Fig. 7.

The critical window of OT susceptibility to VPA-treatment includes timepoints prior to 72 hpf. (A) Treatment of y304Et(cfos:Gal4); Tg(UAS:Kaede) embryos from 54 to 120 hpf still resulted in neuropil development defects in the treated embryos (I′-V′) compared to controls (I-V). Therefore, the critical window of susceptibility must extend beyond 54 hpf. (B) A subsequent trial in which VPA treatment was initiated at 78 hpf resulted in a significantly reduced phenotype in treated larvae (IV′-V′). Three embryos per experimental condition were imaged and quantified. (C) Average lobe length at 120 hpf was significantly decreased for both treatment groups. (D) Average lobe width is consistently decreased for the 54-120 hpf treatment group across all days measured. (E) The average lobe depth is significantly decreased for the 54-120 hpf treatment group compared to controls when measured at 96 and 120 hpf.
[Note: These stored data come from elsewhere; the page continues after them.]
use std::any::Any;
use std::cell::RefCell;
use std::collections::HashMap;
use std::rc::Rc;

use crate::error::ComposeError;
use crate::scope::Scope;

thread_local! {
    pub static COMPOSER: RefCell<Composer> = RefCell::new(Composer::default());
}

/// Per-thread slot storage backing one composition tree.
///
/// Positional slots are addressed by call order within a pass; keyed slots by
/// an explicit string. Both store `Rc<T>` behind type erasure.
#[derive(Default)]
pub struct Composer {
    pub slots: Vec<Box<dyn Any>>,
    pub cursor: usize,
    pub keyed_slots: HashMap<String, Box<dyn Any>>,
    composing: bool,
}

impl Composer {
    /// Drops every slot. The next pass starts from a freshly mounted tree.
    pub fn reset(&mut self) {
        self.slots.clear();
        self.keyed_slots.clear();
        self.cursor = 0;
    }

    fn slot<T: 'static>(&mut self, init: impl FnOnce() -> T) -> Rc<T> {
        let cursor = self.cursor;
        self.cursor += 1;

        if cursor >= self.slots.len() {
            let rc: Rc<T> = Rc::new(init());
            self.slots.push(Box::new(rc.clone()));
            return rc;
        }

        match self.slots[cursor].downcast_ref::<Rc<T>>() {
            Some(rc) => rc.clone(),
            None => {
                log::warn!(
                    "slot {cursor} changed type between passes; reinitializing. \
                     Conditional composition should use remember_with_key."
                );
                let rc: Rc<T> = Rc::new(init());
                self.slots[cursor] = Box::new(rc.clone());
                rc
            }
        }
    }

    fn keyed_slot<T: 'static>(&mut self, key: String, init: impl FnOnce() -> T) -> Rc<T> {
        if let Some(existing) = self.keyed_slots.get(&key) {
            if let Some(rc) = existing.downcast_ref::<Rc<T>>() {
                return rc.clone();
            }
            log::warn!("key '{key}' reused with a different type; reinitializing");
        }

        let rc: Rc<T> = Rc::new(init());
        self.keyed_slots.insert(key, Box::new(rc.clone()));
        rc
    }
}

/// Slot-based remember (sequential composition only).
pub fn remember<T: 'static>(init: impl FnOnce() -> T) -> Rc<T> {
    COMPOSER.with(|c| c.borrow_mut().slot(init))
}

/// Key-based remember.
pub fn remember_with_key<T: 'static>(key: impl Into<String>, init: impl FnOnce() -> T) -> Rc<T> {
    COMPOSER.with(|c| c.borrow_mut().keyed_slot(key.into(), init))
}

pub fn remember_state<T: 'static>(init: impl FnOnce() -> T) -> Rc<RefCell<T>> {
    remember(|| RefCell::new(init()))
}

pub fn remember_state_with_key<T: 'static>(
    key: impl Into<String>,
    init: impl FnOnce() -> T,
) -> Rc<RefCell<T>> {
    remember_with_key(key, || RefCell::new(init()))
}

/// Marks one composition pass: resets the slot cursor on entry and refuses
/// to nest. Cleared on drop, including during unwinding.
pub struct ComposeGuard {
    scope: Scope,
}

impl ComposeGuard {
    pub fn enter(scope: Scope) -> Result<Self, ComposeError> {
        COMPOSER.with(|c| {
            let mut c = c.borrow_mut();
            if c.composing {
                return Err(ComposeError::AlreadyComposing);
            }
            c.composing = true;
            c.cursor = 0;
            Ok(())
        })?;

        Ok(ComposeGuard { scope })
    }

    pub fn scope(&self) -> &Scope {
        &self.scope
    }
}

impl Drop for ComposeGuard {
    fn drop(&mut self) {
        COMPOSER.with(|c| c.borrow_mut().composing = false);
    }
}

/// Drives repeated composition passes over one logical component tree.
///
/// Creating a `Recomposer` mounts a fresh tree (the thread's slot storage is
/// cleared); each `compose` call is one synchronous pass over it; dropping
/// the `Recomposer` unmounts the tree and runs scope cleanup. One live
/// `Recomposer` per thread; creating a second abandons the first tree's
/// slots.
pub struct Recomposer {
    root: Scope,
    passes: u64,
}

impl Recomposer {
    pub fn new() -> Self {
        COMPOSER.with(|c| c.borrow_mut().reset());
        Self {
            root: Scope::new(),
            passes: 0,
        }
    }

    pub fn compose<R>(&mut self, build: impl FnOnce() -> R) -> Result<R, ComposeError> {
        let guard = ComposeGuard::enter(self.root.clone())?;
        self.passes += 1;
        log::trace!("composition pass {}", self.passes);
        Ok(guard.scope().run(build))
    }
}

impl Default for Recomposer {
    fn default() -> Self {
        Self::new()
    }
}

impl Drop for Recomposer {
    fn drop(&mut self) {
        self.root.clone().dispose();
    }
}
use std::cell::RefCell;

use crate::dep::DepList;
use crate::runtime::{remember, remember_with_key};

/// Runs `f` during the current pass when `deps` differs from the list seen
/// on the previous pass.
///
/// The first pass for a call site only records the list; nothing has changed
/// yet relative to it. Afterwards the lists are compared positionally by
/// identity (`Dep::same`), and on any difference `f` runs synchronously, to
/// completion, before this function returns, so state it writes is visible
/// later in the same pass. The stored list is overwritten with `deps` on
/// every pass, changed or not.
///
/// Slot-based, like `remember`: call it unconditionally and in the same
/// order every pass. Use `adjust_state_on_change_with_key` under conditional
/// composition.
pub fn adjust_state_on_change(f: impl FnOnce(), deps: DepList) {
    let prev = remember(|| RefCell::new(None::<DepList>));
    adjust_in_slot(&prev, f, deps);
}

/// Key-based variant, stable across conditional branches.
pub fn adjust_state_on_change_with_key(key: impl Into<String>, f: impl FnOnce(), deps: DepList) {
    let prev = remember_with_key(format!("adjust:{}", key.into()), || {
        RefCell::new(None::<DepList>)
    });
    adjust_in_slot(&prev, f, deps);
}

fn adjust_in_slot(slot: &RefCell<Option<DepList>>, f: impl FnOnce(), deps: DepList) {
    let changed = match slot.borrow().as_ref() {
        None => false,
        Some(stored) => deps_changed(stored, &deps),
    };

    // Callback runs with the slot unborrowed; it may re-enter other hooks.
    if changed {
        f();
    }
    *slot.borrow_mut() = Some(deps);
}

fn deps_changed(stored: &DepList, next: &DepList) -> bool {
    if stored.len() != next.len() {
        log::warn!(
            "dependency count changed between passes ({} -> {}); treating as changed",
            stored.len(),
            next.len()
        );
        return true;
    }
    stored.iter().zip(next.iter()).any(|(prev, next)| !prev.same(next))
}
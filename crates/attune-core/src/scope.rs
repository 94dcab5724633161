use std::cell::RefCell;
use std::rc::{Rc, Weak};

thread_local! {
    static CURRENT_SCOPE: RefCell<Option<Weak<ScopeInner>>> = const { RefCell::new(None) };
}

/// Owns the cleanup work of one composition tree. Disposers run once, either
/// on explicit `dispose` or when the last handle drops.
pub struct Scope {
    inner: Rc<ScopeInner>,
}

struct ScopeInner {
    disposers: RefCell<Vec<Box<dyn FnOnce()>>>,
}

impl Scope {
    pub fn new() -> Self {
        Self {
            inner: Rc::new(ScopeInner {
                disposers: RefCell::new(Vec::new()),
            }),
        }
    }

    /// Runs `f` with this scope installed as the thread's current scope,
    /// restoring the previous one afterwards.
    pub fn run<R>(&self, f: impl FnOnce() -> R) -> R {
        CURRENT_SCOPE.with(|current| {
            let prev = current.borrow().clone();
            *current.borrow_mut() = Some(Rc::downgrade(&self.inner));
            let result = f();
            *current.borrow_mut() = prev;
            result
        })
    }

    pub fn add_disposer(&self, disposer: impl FnOnce() + 'static) {
        self.inner.disposers.borrow_mut().push(Box::new(disposer));
    }

    pub fn dispose(self) {
        let disposers = std::mem::take(&mut *self.inner.disposers.borrow_mut());
        for disposer in disposers {
            disposer();
        }
    }
}

impl Clone for Scope {
    fn clone(&self) -> Self {
        Self {
            inner: self.inner.clone(),
        }
    }
}

impl Drop for ScopeInner {
    fn drop(&mut self) {
        let disposers = std::mem::take(&mut *self.disposers.borrow_mut());
        for disposer in disposers {
            disposer();
        }
    }
}

pub fn current_scope() -> Option<Scope> {
    CURRENT_SCOPE.with(|current| {
        current
            .borrow()
            .as_ref()
            .and_then(|weak| weak.upgrade().map(|inner| Scope { inner }))
    })
}

/// Runs `f` now and registers the cleanup it returns with the current scope.
/// Outside any scope the cleanup has no owner and is dropped unrun.
pub fn scoped_effect<F>(f: F)
where
    F: FnOnce() -> Box<dyn FnOnce()> + 'static,
{
    let cleanup = f();
    if let Some(scope) = current_scope() {
        scope.add_disposer(cleanup);
    } else {
        log::warn!("scoped_effect outside a composition pass; cleanup will never run");
    }
}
The 78-120 hpf treatment group shows no significant difference with controls. Therefore, the critical window of susceptibility is determined to be time points prior to 72 hpf. At 48 hpf, length, width and depth are difficult to measure since during this time neuroepithelium is transitioning into neuroblasts. A two-way ANOVA with Šidák's multiple comparisons test was performed. *P<0.05, **P<0.01, ***P<0.001, ****P<0.0001. Data are shown as mean±s.e.m.